* PROBLEM STATEMENT: Going through the data below, copy out each line where the word "OnceLock" shows up.

### DATASET CONTENT ###

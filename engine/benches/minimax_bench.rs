use criterion::{criterion_group, criterion_main, Criterion};
use std::hint::black_box;
use tictactoe_engine::SessionRng;
use tictactoe_engine::tictactoe::{
    choose_move, choose_move_parallel, play_match, Board, MatchSettings, OpponentKind, Player,
};

fn mid_game_board() -> Board {
    let mut board = Board::empty();
    for (index, player) in [(0, Player::One), (4, Player::Two), (8, Player::One)] {
        board = board.with_mark(index, player);
    }
    board
}

fn bench_self_play_game() {
    let settings = MatchSettings {
        first_player: Player::Two,
        opponent: OpponentKind::Perfect,
        parallel: false,
    };
    let mut rng = SessionRng::new(0);
    let result = play_match(black_box(&settings), &mut rng).unwrap();
    black_box(result);
}

fn minimax_bench(c: &mut Criterion) {
    let mut group = c.benchmark_group("minimax");
    group.sample_size(20);

    let empty = Board::empty();
    group.bench_function("single_move_empty", |b| {
        b.iter(|| choose_move(black_box(&empty)))
    });

    group.bench_function("single_move_empty_parallel", |b| {
        b.iter(|| choose_move_parallel(black_box(&empty)))
    });

    let mid_game = mid_game_board();
    group.bench_function("single_move_mid_game", |b| {
        b.iter(|| choose_move(black_box(&mid_game)))
    });

    group.bench_function("self_play_game", |b| b.iter(bench_self_play_game));

    group.finish();
}

criterion_group!(benches, minimax_bench);
criterion_main!(benches);
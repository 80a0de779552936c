use rayon::prelude::*;

use crate::debug_log;
use super::board::{Board, get_available_moves};
use super::types::{MoveScore, Player};
use super::win_detector::{is_full_with_no_winner, is_winning_for};

/// Returned when the automated player already has three in a row on the
/// position being evaluated, so an outright winning move beats any search score.
pub const IMMEDIATE_WIN_SCORE: i32 = 1_000_000;
pub const WIN_SCORE: i32 = 100;

/// Picks the cell `Player::Two` should take, or `None` when the board is full.
/// Ties go to the lowest index.
pub fn choose_move(board: &Board) -> Option<usize> {
    let best = best_of(&score_moves(board))?;
    debug_log!("Chose cell {} with score {} on {}", best.index, best.score, board);
    Some(best.index)
}

/// Same result as [`choose_move`], with the top-level candidates scored on the
/// rayon pool.
pub fn choose_move_parallel(board: &Board) -> Option<usize> {
    let best = best_of(&score_moves_parallel(board))?;
    debug_log!("Chose cell {} with score {} on {} (parallel)", best.index, best.score, board);
    Some(best.index)
}

/// Scores of every empty cell for `Player::Two`, in ascending index order.
pub fn score_moves(board: &Board) -> Vec<MoveScore> {
    get_available_moves(board)
        .into_iter()
        .map(|index| MoveScore::new(index, score_candidate(board, index)))
        .collect()
}

pub fn score_moves_parallel(board: &Board) -> Vec<MoveScore> {
    get_available_moves(board)
        .par_iter()
        .map(|&index| MoveScore::new(index, score_candidate(board, index)))
        .collect()
}

fn score_candidate(board: &Board, index: usize) -> i32 {
    let hypothetical = board.with_mark(index, Player::Two);
    // The only way the root has no replies is that this move filled the board.
    minimax(&hypothetical, 0).unwrap_or_else(|| tie_score(0))
}

fn best_of(scores: &[MoveScore]) -> Option<MoveScore> {
    let mut best: Option<MoveScore> = None;
    for candidate in scores {
        if best.is_none_or(|current| candidate.score > current.score) {
            best = Some(*candidate);
        }
    }
    best
}

/// Value of `board` for `Player::Two`, assuming both sides play perfectly from
/// here. The side to move is fixed by depth alone (see [`Player::at_depth`]).
///
/// Returns `None` when there is no empty cell to play; such a node is left out
/// of its parent's min/max rather than scored.
pub fn minimax(board: &Board, depth: u32) -> Option<i32> {
    if depth == 0 && is_winning_for(board, Player::Two) {
        return Some(IMMEDIATE_WIN_SCORE);
    }

    let mover = Player::at_depth(depth);
    let scores = get_available_moves(board).into_iter().filter_map(|index| {
        let next = board.with_mark(index, mover);
        if is_winning_for(&next, mover) {
            Some(win_score(mover, depth))
        } else if is_full_with_no_winner(&next) {
            Some(tie_score(depth))
        } else {
            minimax(&next, depth + 1)
        }
    });

    match mover {
        Player::Two => scores.max(),
        Player::One => scores.min(),
    }
}

fn win_score(winner: Player, depth: u32) -> i32 {
    let depth = depth as i32;
    match winner {
        Player::Two => WIN_SCORE - depth,
        Player::One => -WIN_SCORE + depth,
    }
}

fn tie_score(depth: u32) -> i32 {
    -(depth as i32)
}
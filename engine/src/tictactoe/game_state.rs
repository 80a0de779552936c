use super::board::{Board, is_valid_move};
use super::types::{CELL_COUNT, GameStatus, Player};
use super::win_detector::{Line, check_win_with_line};

#[derive(Debug, Clone)]
pub struct TicTacToeGameState {
    pub board: Board,
    pub current_player: Player,
    pub status: GameStatus,
    pub last_move: Option<usize>,
    pub winning_line: Option<Line>,
}

impl TicTacToeGameState {
    pub fn new(first_player: Player) -> Self {
        Self {
            board: Board::empty(),
            current_player: first_player,
            status: GameStatus::InProgress,
            last_move: None,
            winning_line: None,
        }
    }

    pub fn place_mark(&mut self, player: Player, index: usize) -> Result<(), String> {
        if self.status != GameStatus::InProgress {
            return Err("Game is already over".to_string());
        }

        if player != self.current_player {
            return Err("Not your turn".to_string());
        }

        if index >= CELL_COUNT {
            return Err(format!("Cell {} is out of bounds", index));
        }

        if !is_valid_move(&self.board, index) {
            return Err(format!("Cell {} is already marked", index));
        }

        self.board = self.board.with_mark(index, player);
        self.last_move = Some(index);

        self.check_game_over();

        if self.status == GameStatus::InProgress {
            self.current_player = self.current_player.opponent();
        }

        Ok(())
    }

    fn check_game_over(&mut self) {
        if let Some((winner, line)) = check_win_with_line(&self.board) {
            self.status = match winner {
                Player::One => GameStatus::PlayerOneWon,
                Player::Two => GameStatus::PlayerTwoWon,
            };
            self.winning_line = Some(line);
            return;
        }

        if self.board.is_full() {
            self.status = GameStatus::Draw;
        }
    }

    pub fn get_winner(&self) -> Option<Player> {
        match self.status {
            GameStatus::PlayerOneWon => Some(Player::One),
            GameStatus::PlayerTwoWon => Some(Player::Two),
            _ => None,
        }
    }
}
use std::sync::OnceLock;
use chrono::Local;

static LOGGER: OnceLock<Logger> = OnceLock::new();

#[derive(Clone, Copy, Debug, PartialEq, Eq, PartialOrd, Ord)]
pub enum LogLevel {
    Info,
    Debug,
}

pub struct Logger {
    prefix: Option<String>,
    level: LogLevel,
}

impl Logger {
    fn new(prefix: Option<String>, level: LogLevel) -> Self {
        Self { prefix, level }
    }

    pub fn enabled(&self, level: LogLevel) -> bool {
        level <= self.level
    }

    pub fn log(&self, level: LogLevel, file: &str, line: u32, message: &str) {
        if !self.enabled(level) {
            return;
        }
        let timestamp = Local::now().format("%Y-%m-%d %H:%M:%S");
        let file_name = file.rsplit(['/', '\\']).next().unwrap_or(file);
        if let Some(ref prefix) = self.prefix {
            println!("[{}][{}][{}:{}] {}", timestamp, prefix, file_name, line, message);
        } else {
            println!("[{}][{}:{}] {}", timestamp, file_name, line, message);
        }
    }
}

pub fn init_logger(prefix: Option<String>, level: LogLevel) {
    LOGGER.get_or_init(|| Logger::new(prefix, level));
}

/// Debug lines are dropped until the logger is initialised, so library callers
/// and tests stay quiet.
pub fn log(level: LogLevel, file: &str, line: u32, message: &str) {
    if let Some(logger) = LOGGER.get() {
        logger.log(level, file, line, message);
    } else if level == LogLevel::Info {
        eprintln!("{}", message);
    }
}

pub fn debug_enabled() -> bool {
    LOGGER
        .get()
        .is_some_and(|logger| logger.enabled(LogLevel::Debug))
}

#[macro_export]
macro_rules! log {
    ($($arg:tt)*) => {
        $crate::logger::log($crate::logger::LogLevel::Info, file!(), line!(), &format!($($arg)*))
    };
}

#[macro_export]
macro_rules! debug_log {
    ($($arg:tt)*) => {
        if $crate::logger::debug_enabled() {
            $crate::logger::log($crate::logger::LogLevel::Debug, file!(), line!(), &format!($($arg)*))
        }
    };
}

#[cfg(test)]
mod tests {
    use super::*;

    #[test]
    fn test_level_threshold() {
        let info = Logger::new(None, LogLevel::Info);
        assert!(info.enabled(LogLevel::Info));
        assert!(!info.enabled(LogLevel::Debug));

        let debug = Logger::new(Some("Engine".to_string()), LogLevel::Debug);
        assert!(debug.enabled(LogLevel::Info));
        assert!(debug.enabled(LogLevel::Debug));
    }
}
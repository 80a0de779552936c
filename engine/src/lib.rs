//! Perfect-play move selection for 3x3 tic-tac-toe, plus the small game,
//! match, config and logging layers the `tictactoe_ai` binary is built on.

pub mod config;
pub mod logger;
pub mod session_rng;
pub mod tictactoe;

pub use session_rng::SessionRng;
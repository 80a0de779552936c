mod commands;
mod config;

use std::path::PathBuf;

use clap::{Parser, Subcommand};
use tictactoe_engine::config::Validate;
use tictactoe_engine::logger::{self, LogLevel};
use tictactoe_engine::tictactoe::{FirstPlayerMode, OpponentKind};

#[derive(Parser)]
#[command(name = "tictactoe_ai", about = "Perfect-play tic-tac-toe engine")]
struct Args {
    /// Config file, defaults to tictactoe_ai.yaml next to the executable.
    #[arg(long)]
    config: Option<PathBuf>,

    #[arg(long)]
    use_log_prefix: bool,

    #[arg(long)]
    verbose: bool,

    /// Score the top-level candidates on a thread pool.
    #[arg(long)]
    parallel: bool,

    #[command(subcommand)]
    command: Command,
}

#[derive(Subcommand)]
enum Command {
    /// Print the cell the engine plays as O. Boards are nine cells of `.`, `X`, `O`
    /// (or `0`, `1`, `2`), optionally split into rows with `/`.
    BestMove { board: String },
    /// Print the score of every empty cell.
    Scores { board: String },
    /// Write the effective config, including `--parallel`, to the config file.
    SaveConfig,
    /// Play matches against an opponent and report the tally.
    Play {
        #[arg(long)]
        games: Option<u32>,
        #[arg(long)]
        opponent: Option<OpponentKind>,
        #[arg(long)]
        first_player: Option<FirstPlayerMode>,
        #[arg(long)]
        seed: Option<u64>,
    },
}

fn main() -> Result<(), Box<dyn std::error::Error>> {
    let args = Args::parse();

    let store = config::get_config_store(args.config);
    let mut config = store.load()?;
    config.parallel |= args.parallel;

    let prefix = if args.use_log_prefix {
        config.log_prefix.clone()
    } else {
        None
    };
    let level = if args.verbose {
        LogLevel::Debug
    } else {
        LogLevel::Info
    };
    logger::init_logger(prefix, level);

    match args.command {
        Command::BestMove { board } => match commands::best_move(&board, &config)? {
            Some(index) => println!("{}", index),
            None => println!("none"),
        },
        Command::Scores { board } => {
            let scores = commands::scores(&board, &config)?;
            if scores.is_empty() {
                println!("none");
            }
            for entry in scores {
                println!("{}: {}", entry.index, entry.score);
            }
        }
        Command::SaveConfig => commands::save_config(&store, &config)?,
        Command::Play {
            games,
            opponent,
            first_player,
            seed,
        } => {
            if let Some(games) = games {
                config.games = games;
            }
            if let Some(opponent) = opponent {
                config.opponent = opponent;
            }
            if let Some(first_player) = first_player {
                config.first_player = first_player;
            }
            if seed.is_some() {
                config.seed = seed;
            }
            config.validate()?;
            commands::play(&config)?;
        }
    }

    Ok(())
}
use std::str::FromStr;

use serde::{Deserialize, Serialize};

pub const BOARD_SIDE: usize = 3;
pub const CELL_COUNT: usize = BOARD_SIDE * BOARD_SIDE;

#[derive(Clone, Copy, Debug, PartialEq, Eq, Hash)]
pub enum Cell {
    Empty,
    /// The human side.
    PlayerOne,
    /// The automated side.
    PlayerTwo,
}

impl Cell {
    pub fn symbol(&self) -> char {
        match self {
            Cell::Empty => '.',
            Cell::PlayerOne => 'X',
            Cell::PlayerTwo => 'O',
        }
    }

    pub fn from_symbol(symbol: char) -> Option<Cell> {
        match symbol {
            '.' | '-' | '0' => Some(Cell::Empty),
            'X' | 'x' | '1' => Some(Cell::PlayerOne),
            'O' | 'o' | '2' => Some(Cell::PlayerTwo),
            _ => None,
        }
    }

    /// Same cell with the two sides exchanged.
    pub fn swapped(&self) -> Cell {
        match self {
            Cell::Empty => Cell::Empty,
            Cell::PlayerOne => Cell::PlayerTwo,
            Cell::PlayerTwo => Cell::PlayerOne,
        }
    }
}

#[derive(Clone, Copy, Debug, PartialEq, Eq, Hash)]
pub enum Player {
    One,
    Two,
}

impl Player {
    pub fn cell(&self) -> Cell {
        match self {
            Player::One => Cell::PlayerOne,
            Player::Two => Cell::PlayerTwo,
        }
    }

    pub fn opponent(&self) -> Player {
        match self {
            Player::One => Player::Two,
            Player::Two => Player::One,
        }
    }

    /// Side that places a mark at the given search depth. Depth 0 is the reply
    /// to the automated player's candidate move, so even depths belong to
    /// `Player::One` and odd depths to `Player::Two`.
    pub fn at_depth(depth: u32) -> Player {
        if depth % 2 == 0 {
            Player::One
        } else {
            Player::Two
        }
    }
}

#[derive(Clone, Copy, Debug, PartialEq, Eq)]
pub enum GameStatus {
    InProgress,
    PlayerOneWon,
    PlayerTwoWon,
    Draw,
}

impl GameStatus {
    pub fn is_over(&self) -> bool {
        *self != GameStatus::InProgress
    }
}

#[derive(Clone, Copy, Debug, PartialEq, Eq, Serialize, Deserialize)]
#[serde(rename_all = "snake_case")]
pub enum FirstPlayerMode {
    Ai,
    Opponent,
    Alternate,
}

impl FirstPlayerMode {
    pub fn first_player(&self, game_index: u32) -> Player {
        match self {
            FirstPlayerMode::Ai => Player::Two,
            FirstPlayerMode::Opponent => Player::One,
            FirstPlayerMode::Alternate => {
                if game_index % 2 == 0 {
                    Player::Two
                } else {
                    Player::One
                }
            }
        }
    }
}

impl FromStr for FirstPlayerMode {
    type Err = String;

    fn from_str(s: &str) -> Result<Self, Self::Err> {
        match s.to_ascii_lowercase().as_str() {
            "ai" => Ok(FirstPlayerMode::Ai),
            "opponent" => Ok(FirstPlayerMode::Opponent),
            "alternate" => Ok(FirstPlayerMode::Alternate),
            other => Err(format!(
                "Unknown first player mode '{}', expected ai, opponent or alternate",
                other
            )),
        }
    }
}

#[derive(Clone, Copy, Debug, PartialEq, Eq)]
pub struct MoveScore {
    pub index: usize,
    pub score: i32,
}

impl MoveScore {
    pub fn new(index: usize, score: i32) -> Self {
        Self { index, score }
    }
}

###

* ANSWER BELOW:
use std::sync::OnceLock;
static LOGGER: OnceLock<Logger> = OnceLock::new();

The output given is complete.